Great Travel Disasters

David Leffman Travel writing 2 Comments

I hate lists. Patricia Shultz and her “1000 Places to See Before you Die”, first published in 2003, killed my enthusiasm for being a guidebook writer by persuading the industry that the beautiful intricacy of the world’s different countries, cultures and landscapes – not to mention the sheer enjoyment of travel for its own sake – could be reduced to a bland collection of bullet-points. (She also made heaps of money, which, having spent twenty-five years on a guidebook writer’s income, is another reason for me to hate her.)

Please note that the following is not a list. It’s simply a review of three books that have brought great comfort on the thankfully rare occasions when things have gone disastrously wrong for me on the road. Spanning three centuries, they also show how dangerous travel to distant lands has always been – and the insane resilience of the people (like myself, of course) who have undertaken it as part of their profession.

So, either as simple holiday reading, or as a way to restore a sense of proportion the next time you’re trapped for three days on a bus full of dedicated chain smokers between Chengdu and Jiuzhaigou, instead of the advertised eight hours the ride is meant to take, I’d thoroughly recommended the following list selection of Great Travel Disaster books:

Travels Into the Interior of Africa

Mungo Park (1799)

It would be hard to come up with a more complete catalogue of disasters than that suffered by the Scottish explorer Mungo Park (1771–1806), who in May 1795 embarked for West Africa on a solo expedition to explore the course of the river Niger and perhaps locate the semi-legendary town of Timbuktu. Long given up for dead, he re-emerged from the interior a year later having been beaten up, robbed and/or imprisoned by just about everyone he had met along the way; needless to say, he’d also failed to chart much of the course of the river, or to find Timbuktu. He returned to Scotland, wrote this account of his travels, grew bored, and in 1806 set off for the Niger once more (proving, perhaps, the futility of aversion therapy) – this time taking along a large, well-armed party of soldiers as bodyguards. Had Park not been so physically tough he would never have survived his first trip; this time around he sailed past Timbuktu before being killed in an ambush by tribesmen who, ironically enough, thought he was a Moslem slaver. Most of Park’s companions had already died from malaria, and details of his death were brought back by a young servant who survived the ambush.

 

Insulinde; republished as Unbeaten Tracks in Islands of the Far East

Anna Forbes (1887)

Anna Forbes (died 1922) was the wife of the Victorian zoologist Henry Ogg Forbes.

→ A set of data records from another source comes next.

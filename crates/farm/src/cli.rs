//! Clap CLI definitions for the `farm` command.

use chrono::NaiveDate;
use clap::{Args, Parser, Subcommand, ValueEnum};
use clap_complete::Shell;

use farm_core::collection::Collection;
use farm_core::enums::UserRole;
use farm_core::filter::DateRange;

/// farm -- farm records from the command line.
///
/// Runs the farmstead API server and manages the farm database directly:
/// users, summaries, search, import and export.
#[derive(Parser, Debug)]
#[command(name = "farm", about = "Farm management server and tools", version, propagate_version = true)]
pub struct Cli {
    #[command(flatten)]
    pub global: GlobalArgs,

    #[command(subcommand)]
    pub command: Option<Commands>,
}

/// Global flags available to all subcommands.
#[derive(Args, Debug, Clone)]
pub struct GlobalArgs {
    /// Farm directory, or the directory containing `.farm/` (default: search upwards).
    #[arg(long, global = true)]
    pub dir: Option<String>,

    /// Output in JSON format.
    #[arg(long, global = true)]
    pub json: bool,

    /// Enable verbose/debug output.
    #[arg(short = 'v', long, global = true)]
    pub verbose: bool,

    /// Suppress non-essential output (errors only).
    #[arg(short = 'q', long, global = true)]
    pub quiet: bool,
}

#[derive(Subcommand, Debug)]
pub enum Commands {
    /// Create a `.farm/` directory with a database and config.yaml.
    Init(InitArgs),

    /// Run the HTTP API.
    Serve(ServeArgs),

    /// Manage user accounts.
    User(UserArgs),

    /// Show the dashboard summaries.
    Stats(StatsArgs),

    /// Search egg production, sales, feed stock and tasks.
    Search(SearchArgs),

    /// Write a collection as CSV or JSON lines.
    Export(ExportArgs),

    /// Load records from a JSON lines file.
    Import(ImportArgs),

    /// Print the next batch, order or reference number.
    NextNumber(NextNumberArgs),

    /// Show configuration.
    Config(ConfigArgs),

    /// Generate shell completions.
    Completion(CompletionArgs),
}

// ---------------------------------------------------------------------------

#[derive(Args, Debug)]
pub struct InitArgs {
    /// Re-initialize even if a database already exists.
    #[arg(long)]
    pub force: bool,

    /// Farm name shown on the dashboard.
    #[arg(long)]
    pub name: Option<String>,

    /// Currency code shown on the dashboard.
    #[arg(long)]
    pub currency: Option<String>,
}

#[derive(Args, Debug)]
pub struct ServeArgs {
    /// Address to listen on (default: server.bind from config).
    #[arg(long)]
    pub bind: Option<String>,
}

// ---------------------------------------------------------------------------

#[derive(Args, Debug)]
pub struct UserArgs {
    #[command(subcommand)]
    pub command: UserCommands,
}

#[derive(Subcommand, Debug)]
pub enum UserCommands {
    /// Create a user.
    Add(UserAddArgs),

    /// List users.
    List,

    /// Delete a user and end their sessions.
    #[command(alias = "rm")]
    Remove(UserRefArgs),

    /// Set a user's password.
    Passwd(PasswdArgs),

    /// Allow a deactivated user to sign in again.
    Enable(UserRefArgs),

    /// Stop a user from signing in.
    Disable(UserRefArgs),
}

#[derive(Args, Debug)]
pub struct UserAddArgs {
    pub username: String,

    #[arg(long)]
    pub email: String,

    #[arg(long)]
    pub password: String,

    #[arg(long, value_parser = parse_role, default_value = "worker")]
    pub role: UserRole,

    #[arg(long)]
    pub full_name: Option<String>,
}

#[derive(Args, Debug)]
pub struct UserRefArgs {
    /// Username or user id.
    pub user: String,
}

#[derive(Args, Debug)]
pub struct PasswdArgs {
    /// Username or user id.
    pub user: String,

    #[arg(long)]
    pub password: String,
}

fn parse_role(s: &str) -> Result<UserRole, String> {
    let role = UserRole::from(s.trim().to_lowercase().as_str());
    if role.is_builtin() {
        Ok(role)
    } else {
        Err(format!("expected one of {}", UserRole::BUILTIN.join(", ")))
    }
}

// ---------------------------------------------------------------------------

#[derive(Args, Debug, Clone, Copy)]
pub struct RangeArgs {
    /// First day to include (YYYY-MM-DD).
    #[arg(long)]
    pub from: Option<NaiveDate>,

    /// Last day to include (YYYY-MM-DD).
    #[arg(long)]
    pub to: Option<NaiveDate>,
}

impl RangeArgs {
    pub fn range(&self) -> DateRange {
        DateRange::new(self.from, self.to)
    }
}

#[derive(Args, Debug)]
pub struct StatsArgs {
    #[command(flatten)]
    pub range: RangeArgs,
}

#[derive(Args, Debug)]
pub struct SearchArgs {
    pub query: String,

    /// Maximum hits per collection.
    #[arg(long)]
    pub limit: Option<usize>,
}

#[derive(ValueEnum, Debug, Clone, Copy, PartialEq, Eq)]
pub enum ExportFormat {
    Csv,
    Jsonl,
}

#[derive(Args, Debug)]
pub struct ExportArgs {
    /// egg-production, sales-orders, feed-stock, feed-usage, financial-records, tasks or users.
    pub collection: Collection,

    #[arg(long, value_enum, default_value = "csv")]
    pub format: ExportFormat,

    /// Write to a file instead of stdout.
    #[arg(short = 'o', long)]
    pub output: Option<String>,

    #[command(flatten)]
    pub range: RangeArgs,
}

#[derive(Args, Debug)]
pub struct ImportArgs {
    pub collection: Collection,

    /// JSON lines file, one record per line.
    pub file: String,

    /// Skip records whose id is already stored instead of failing.
    #[arg(long)]
    pub skip_existing: bool,
}

#[derive(ValueEnum, Debug, Clone, Copy, PartialEq, Eq)]
pub enum SequenceKind {
    /// Egg production batch number.
    Batch,
    /// Sales order number.
    Order,
    /// Financial record reference number.
    Reference,
}

#[derive(Args, Debug)]
pub struct NextNumberArgs {
    #[arg(value_enum)]
    pub kind: SequenceKind,
}

// ---------------------------------------------------------------------------

#[derive(Args, Debug)]
pub struct ConfigArgs {
    #[command(subcommand)]
    pub command: ConfigCommands,
}

#[derive(Subcommand, Debug)]
pub enum ConfigCommands {
    /// Print the effective configuration.
    Show,

    /// Print one value, e.g. `auth.session-ttl-hours`.
    Get(ConfigGetArgs),
}

#[derive(Args, Debug)]
pub struct ConfigGetArgs {
    pub key: String,
}

#[derive(Args, Debug)]
pub struct CompletionArgs {
    #[arg(value_enum)]
    pub shell: Shell,
}

#[cfg(test)]
mod tests {
    use super::*;
    use clap::CommandFactory;

    #[test]
    fn cli_is_well_formed() {
        Cli::command().debug_assert();
    }

    #[test]
    fn parses_export() {
        let cli = Cli::try_parse_from([
            "farm", "--json", "export", "sales", "--format", "jsonl", "-o", "out.jsonl",
        ])
        .unwrap();
        assert!(cli.global.json);
        match cli.command {
            Some(Commands::Export(args)) => {
                assert_eq!(args.collection, Collection::SalesOrders);
                assert_eq!(args.format, ExportFormat::Jsonl);
                assert_eq!(args.output.as_deref(), Some("out.jsonl"));
            }
            other => panic!("unexpected {other:?}"),
        }
    }

    #[test]
    fn rejects_unknown_role() {
        assert!(parse_role("Manager").is_ok());
        assert!(parse_role("owner").is_err());
    }
}
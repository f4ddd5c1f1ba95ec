//! `farm serve` -- run the HTTP API.

use std::sync::Arc;

use anyhow::{Context, Result};
use tracing::warn;

use farm_server::AppState;
use farm_storage::records::users::user_count;

use crate::cli::ServeArgs;
use crate::context::RuntimeContext;
use crate::logging;

pub fn run(ctx: &RuntimeContext, args: &ServeArgs) -> Result<()> {
    let (farm_dir, config) = ctx.load_config()?;
    logging::init(
        &logging::directive(Some(&config.logging.level), ctx.verbose, ctx.quiet),
        config.logging.format,
    );

    let (store, config) = ctx.open_store()?;
    if config.auth.required && user_count(&store)? == 0 {
        warn!("no users yet; the first POST /api/auth/register creates an admin");
    }

    let bind = args.bind.clone().unwrap_or_else(|| config.server.bind.clone());
    let state = AppState::new(Arc::new(store), config);

    let runtime = tokio::runtime::Builder::new_multi_thread()
        .enable_all()
        .build()
        .context("failed to start async runtime")?;
    runtime
        .block_on(farm_server::serve(state, &bind))
        .with_context(|| format!("server for {} failed on {bind}", farm_dir.display()))
}
//! `/api/egg-production`

use axum::Router;
use axum::extract::State;
use axum::routing::get;
use serde::Serialize;

use farm_core::egg::EggProductionRecord;
use farm_report::eggs::{EggSummary, egg_summary};
use farm_storage::records::egg::next_batch_number;

use crate::envelope::{ApiQuery, ApiResponse};
use crate::error::ApiResult;
use crate::query::RangeParams;
use crate::routes::records::resource;
use crate::state::AppState;

const BASE: &str = "/api/egg-production";

#[derive(Debug, Serialize)]
#[serde(rename_all = "camelCase")]
pub struct NextBatchNumber {
    pub batch_number: String,
}

async fn next_batch(State(state): State<AppState>) -> ApiResult<ApiResponse<NextBatchNumber>> {
    let batch_number = state
        .blocking(|s| Ok(next_batch_number(s.store(), &s.config.numbering)?))
        .await?;
    Ok(ApiResponse::ok(NextBatchNumber { batch_number }))
}

async fn summary(
    State(state): State<AppState>,
    ApiQuery(params): ApiQuery<RangeParams>,
) -> ApiResult<ApiResponse<EggSummary>> {
    let summary = state
        .blocking(move |s| Ok(egg_summary(s.store(), params.range())?))
        .await?;
    Ok(ApiResponse::ok(summary))
}

pub fn routes() -> Router<AppState> {
    resource::<EggProductionRecord>(BASE)
        .route(&format!("{BASE}/next-batch-number"), get(next_batch))
        .route(&format!("{BASE}/summary"), get(summary))
}
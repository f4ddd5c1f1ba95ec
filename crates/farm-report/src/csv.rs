//! CSV export.
//!
//! Output follows RFC 4180: CRLF line endings, and fields containing a
//! comma, quote, CR or LF are quoted with inner quotes doubled.

use std::borrow::Cow;

use farm_core::Document;
use farm_core::collection::Collection;
use farm_core::egg::EggProductionRecord;
use farm_core::feed::{FeedStock, FeedUsage};
use farm_core::filter::DateRange;
use farm_core::finance::FinancialRecord;
use farm_core::sales::SalesOrder;
use farm_core::task::Task;
use farm_storage::error::{Result, StorageError};
use farm_storage::typed::Documents;
use farm_storage::DocumentAccess;

use crate::load;

/// A record that can be written as one CSV row.
pub trait CsvRow {
    const HEADERS: &'static [&'static str];

    fn csv_row(&self) -> Vec<String>;
}

pub fn escape_field(field: &str) -> Cow<'_, str> {
    if field.contains([',', '"', '\r', '\n']) {
        Cow::Owned(format!("\"{}\"", field.replace('"', "\"\"")))
    } else {
        Cow::Borrowed(field)
    }
}

fn push_line<'a>(out: &mut String, fields: impl IntoIterator<Item = &'a str>) {
    for (i, f) in fields.into_iter().enumerate() {
        if i > 0 {
            out.push(',');
        }
        out.push_str(&escape_field(f));
    }
    out.push_str("\r\n");
}

/// Header line plus one line per record.
pub fn to_csv<R: CsvRow>(records: &[R]) -> String {
    let mut out = String::new();
    push_line(&mut out, R::HEADERS.iter().copied());
    for r in records {
        let row = r.csv_row();
        push_line(&mut out, row.iter().map(String::as_str));
    }
    out
}

fn money(v: f64) -> String {
    format!("{v:.2}")
}

fn opt<T: ToString>(v: &Option<T>) -> String {
    v.as_ref().map(ToString::to_string).unwrap_or_default()
}

impl CsvRow for EggProductionRecord {
    const HEADERS: &'static [&'static str] = &[
        "id", "batchNumber", "date", "house", "totalEggs", "brokenEggs", "goodEggs", "gradeA",
        "gradeB", "gradeC", "recordedBy", "notes",
    ];

    fn csv_row(&self) -> Vec<String> {
        vec![
            self.id.clone(),
            self.batch_number.clone(),
            self.date.to_string(),
            self.house.clone(),
            self.total_eggs.to_string(),
            self.broken_eggs.to_string(),
            self.good_eggs().to_string(),
            self.grade_a.to_string(),
            self.grade_b.to_string(),
            self.grade_c.to_string(),
            self.recorded_by.clone(),
            self.notes.clone(),
        ]
    }
}

impl CsvRow for SalesOrder {
    const HEADERS: &'static [&'static str] = &[
        "id", "orderNumber", "orderDate", "deliveryDate", "customerName", "customerPhone",
        "customerEmail", "items", "discount", "totalAmount", "amountPaid", "status",
        "paymentStatus", "notes",
    ];

    fn csv_row(&self) -> Vec<String> {
        let items = self
            .items
            .iter()
            .map(|i| format!("{} x{} @ {}", i.product, i.quantity, money(i.unit_price)))
            .collect::<Vec<_>>()
            .join("; ");
        vec![
            self.id.clone(),
            self.order_number.clone(),
            self.order_date.to_string(),
            opt(&self.delivery_date),
            self.customer_name.clone(),
            self.customer_phone.clone(),
            self.customer_email.clone(),
            items,
            money(self.discount),
            money(self.total_amount),
            money(self.amount_paid),
            self.status.to_string(),
            self.payment_status.to_string(),
            self.notes.clone(),
        ]
    }
}

impl CsvRow for FeedStock {
    const HEADERS: &'static [&'static str] = &[
        "id", "feedType", "quantity", "unit", "unitCost", "stockValue", "reorderLevel",
        "lowStock", "supplier", "lastRestocked", "notes",
    ];

    fn csv_row(&self) -> Vec<String> {
        vec![
            self.id.clone(),
            self.feed_type.clone(),
            self.quantity.to_string(),
            self.unit.clone(),
            money(self.unit_cost),
            money(self.stock_value()),
            self.reorder_level.to_string(),
            self.is_low().to_string(),
            self.supplier.clone(),
            opt(&self.last_restocked),
            self.notes.clone(),
        ]
    }
}

impl CsvRow for FeedUsage {
    const HEADERS: &'static [&'static str] =
        &["id", "date", "feedType", "quantity", "house", "recordedBy", "notes"];

    fn csv_row(&self) -> Vec<String> {
        vec![
            self.id.clone(),
            self.date.to_string(),
            self.feed_type.clone(),
            self.quantity.to_string(),
            self.house.clone(),
            self.recorded_by.clone(),
            self.notes.clone(),
        ]
    }
}

impl CsvRow for FinancialRecord {
    const HEADERS: &'static [&'static str] = &[
        "id", "referenceNumber", "date", "recordType", "category", "amount", "paymentMethod",
        "relatedOrder", "description",
    ];

    fn csv_row(&self) -> Vec<String> {
        vec![
            self.id.clone(),
            self.reference_number.clone(),
            self.date.to_string(),
            self.record_type.to_string(),
            self.category.clone(),
            money(self.amount),
            self.payment_method.to_string(),
            opt(&self.related_order),
            self.description.clone(),
        ]
    }
}

impl CsvRow for Task {
    const HEADERS: &'static [&'static str] = &[
        "id", "title", "category", "priority", "status", "assignedTo", "dueDate", "completedAt",
        "recurrence", "description",
    ];

    fn csv_row(&self) -> Vec<String> {
        vec![
            self.id.clone(),
            self.title.clone(),
            self.category.to_string(),
            self.priority.to_string(),
            self.status.to_string(),
            self.assigned_to.clone(),
            self.due_date.to_string(),
            self.completed_at.map(|t| t.to_rfc3339()).unwrap_or_default(),
            self.recurrence.to_string(),
            self.description.clone(),
        ]
    }
}

/// A rendered CSV document and the number of records in it.
#[derive(Debug, Clone, PartialEq, Eq)]
pub struct CsvExport {
    pub body: String,
    pub rows: usize,
}

fn export<D, A>(access: &A, range: DateRange) -> Result<CsvExport>
where
    D: Document + CsvRow,
    A: DocumentAccess + ?Sized,
{
    // Stock has no date of its own; the range does not apply to it.
    let records: Vec<D> = if D::DATE_FIELD.is_some() {
        load(access, range)?
    } else {
        access.all()?
    };
    Ok(CsvExport {
        body: to_csv(&records),
        rows: records.len(),
    })
}

/// Renders one collection as CSV, oldest first.
pub fn export_csv<A>(access: &A, collection: Collection, range: DateRange) -> Result<CsvExport>
where
    A: DocumentAccess + ?Sized,
{
    match collection {
        Collection::EggProduction => export::<EggProductionRecord, A>(access, range),
        Collection::SalesOrders => export::<SalesOrder, A>(access, range),
        Collection::FeedStock => export::<FeedStock, A>(access, range),
        Collection::FeedUsage => export::<FeedUsage, A>(access, range),
        Collection::FinancialRecords => export::<FinancialRecord, A>(access, range),
        Collection::Tasks => export::<Task, A>(access, range),
        Collection::Users => Err(StorageError::validation("users cannot be exported as CSV")),
    }
}
//! SQLite-backed storage implementation.

mod activity;
mod config;
mod documents;
pub mod schema;
mod sessions;
mod store;
mod transaction;

pub use store::SqliteStore;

In the 1880s, the two made a year-long research trip around some of the remoter reaches of eastern Indonesia, where Anna’s initial thrill at the novelty of tropical life was soon worn down by debilitating attacks of malaria, tiresome living conditions, and the near-murder of her husband. One typical episode saw the couple landing at the tiny island of Larat, where they unloaded their possessions and watched from the beach as their ship sailed off over the horizon, to return for them in three months time. Picking the nearest of two villages, they walked over to find bits of dismembered bodies hung in trees and impaled on the defensive bamboo palisade, and spent the rest of their stay trying not to get killed in the crossfire as the island’s various communities attempted to exterminate each other. Yet Anna’s writings seldom slide into (entirely justifiable) self-pity, even if her final opinion was that, “from the discomfort and even danger of travelling in such a tropical climate, [eastern Indonesia will] never become to any extent a resort for tourist voyagers”.

 

The Innocent Anthropologist: Notes from a Mud Hut

Nigel Barley (1983)

Africa and Africans tend to get used by everyone with a cause to promote, so it’s refreshing to read this utterly unromanticised account of anthropologist Nigel Barley’s first ever field trip, to study a remote group of pagans in northern Cameroon. Bafflement with West African bureaucracy begins before he even leaves Britain, and once settled into village life his ability to cope is severely tested by illness, boredom, culture shock, the difficulties of learning a tonal language and the loneliness of anyone adrift in an incomprehensible foreign culture. But Barley’s honest humour at his plight, and utter delight in the variety of human societies keeps him going, despite events which would have had most of us on the first flight home. After being injured during a near-fatal car crash, he visits a dentist where a man in a white coat promptly removes his damaged front teeth with a pair of pliers. When Barley, blood fountaining down his shirt front, asks about follow-up treatment to fit dentures, the man replies that he is just a mechanic, and wanders off to fetch someone with a medical qualification: “I had fallen into the obvious trap of believing that anyone in a dental surgery, wearing a white coat and prepared to extract teeth, was a dentist”.